I plan to explore the site to look for a painting I saw there decades ago. I can’t remember the artist or the name of the painting, but it was huge, and it moved me as art must be intended to do. I stood looking, then I sat down and looked some more. Then I think I cried. Or what passed for crying for a twenty-something easily embarrassed and not all that deep. But I have tried since then to find that painting. Now, I think, with patience, I might.
If that is too indoorsy for you, or you just can’t stand driving by garden centers without stopping, I can verify that daily they receive plants, potting soil and manure. The little kiosks are stocked with vegetable and flower seeds and everything bright and shiny and seductive. Tonight and tomorrow we may have freezing temperatures, but next week the lows are in the fifties, and, while that may not hold, it is enough to get me out digging in the dirt, working to get ready.
My friend, Silas, says we are in Redbud Winter. He is an expert on all the little winters we have in spring. I may be all excited about planting shrubs or peonies, hydrangeas and dahlias. His enthusiasm is genuine, but muted and tinged with gloom.
“Yes, but we haven’t had Dogwood Winter, yet.”
And then he sighs.
Which leaves Locust, Blackberry and something called Britches Winters to go.

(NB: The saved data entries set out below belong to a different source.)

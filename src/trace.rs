//! Tracing hooks for debugging queue behavior.
//!
//! Enable with `--features tracing`. All trace macros become no-ops when
//! the feature is disabled, so the reservation and dequeue paths pay nothing.

/// Initialize the tracing subscriber with timestamps.
///
/// Call this at the start of tests or benchmarks to enable trace output.
/// Does nothing if the `tracing` feature is not enabled.
#[cfg(feature = "tracing")]
pub fn init_tracing() {
    use tracing_subscriber::{EnvFilter, fmt, prelude::*};

    let filter =
        EnvFilter::try_from_default_env().unwrap_or_else(|_| EnvFilter::new("mailring=trace"));

    // a second call (another test in the same binary) keeps the first subscriber
    let _ = tracing_subscriber::registry()
        .with(
            fmt::layer()
                .with_target(true)
                .with_thread_ids(true)
                .with_thread_names(true)
                .with_timer(fmt::time::uptime()),
        )
        .with(filter)
        .try_init();
}

#[cfg(not(feature = "tracing"))]
pub const fn init_tracing() {}

#[cfg(feature = "tracing")]
pub(crate) use tracing::{debug, trace};

#[cfg(not(feature = "tracing"))]
macro_rules! trace_noop {
    ($($arg:tt)*) => {};
}

#[cfg(not(feature = "tracing"))]
macro_rules! debug_noop {
    ($($arg:tt)*) => {};
}

#[cfg(not(feature = "tracing"))]
pub(crate) use debug_noop as debug;
#[cfg(not(feature = "tracing"))]
pub(crate) use trace_noop as trace;
mod atomic;
mod queue;
//! Ring geometry - capacity rounding and index translation
//!
//! 环形几何 - 容量取整与索引转换
//!
//! Logical positions are monotonically increasing counters that never wrap.
//! Physical indices are logical positions masked by `capacity - 1`.
//!
//! 逻辑位置是单调递增、永不回绕的计数器。
//! 物理索引是逻辑位置与 `capacity - 1` 的掩码结果。

use crate::error::CapacityError;

/// Round up a capacity to the next power of 2
///
/// 将容量向上取整到下一个 2 的幂次
///
/// # Returns
/// The smallest power of 2 that is >= capacity, or an error when `capacity`
/// is zero or the rounded value does not fit in `usize`.
///
/// # 返回值
/// >= capacity 的最小 2 的幂次；容量为 0 或溢出时返回错误。
#[inline]
pub fn round_to_power_of_two(capacity: usize) -> Result<usize, CapacityError> {
    if capacity == 0 {
        return Err(CapacityError::Zero);
    }
    capacity
        .checked_next_power_of_two()
        .ok_or(CapacityError::TooLarge(capacity))
}

/// Fixed constants of a ring: capacity and mask
///
/// 环的固定常量：容量与掩码
#[derive(Debug, Clone, Copy, PartialEq, Eq)]
pub struct RingGeometry {
    capacity: usize,
    mask: usize,
}

impl RingGeometry {
    /// Create geometry for at least `requested` slots
    ///
    /// 为至少 `requested` 个槽位创建几何参数
    pub fn new(requested: usize) -> Result<Self, CapacityError> {
        let capacity = round_to_power_of_two(requested)?;
        Ok(Self {
            capacity,
            mask: capacity - 1,
        })
    }

    /// Actual capacity (power of 2)
    ///
    /// 实际容量（2 的幂次）
    #[inline]
    pub fn capacity(&self) -> usize {
        self.capacity
    }

    /// Mask for fast modulo operation (capacity - 1)
    ///
    /// 快速取模运算的掩码（capacity - 1）
    #[inline]
    pub fn mask(&self) -> usize {
        self.mask
    }

    /// Physical slot of a logical position
    ///
    /// 逻辑位置对应的物理槽位
    #[inline]
    pub fn index(&self, position: usize) -> usize {
        position & self.mask
    }

    /// Slot following `index` on the ring.
    #[inline]
    pub fn next(&self, index: usize) -> usize {
        index.wrapping_add(1) & self.mask
    }

    /// Slot preceding `index` on the ring.
    #[inline]
    pub fn prev(&self, index: usize) -> usize {
        index.wrapping_sub(1) & self.mask
    }

    /// Translate a physical index into the logical position it denotes,
    /// relative to `head`
    ///
    /// 相对于 `head` 将物理索引转换为逻辑位置
    ///
    /// An index behind the head's own slot belongs to the next lap of the ring.
    ///
    /// 位于 head 槽位之前的索引属于环的下一圈。
    #[inline]
    pub fn to_position(&self, index: usize, head: usize) -> usize {
        let head_index = self.index(head);
        if index >= head_index {
            head + (index - head_index)
        } else {
            head + (index + self.capacity - head_index)
        }
    }
}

Even so, he will plant beans this Friday, Good Friday, because that, too, is a sign that gardeners know and live by. My vegetable garden consists of herbs, basil like you can’t believe, and peppers, because the squirrels won’t touch them. But I am at least two little winters away from getting all that in the ground.
Until then, I will till and weed, sow some grass, although the time for that was autumn, and thumb my garden catalogs to pieces. I’ll listen to Silas, but not too much, although we will swap advice and encouragement. Maybe in the bright days ahead you will do the same. Admire the art the Louvre has so generously offered. Admire the art of beautiful things popping up all around, just outside your door.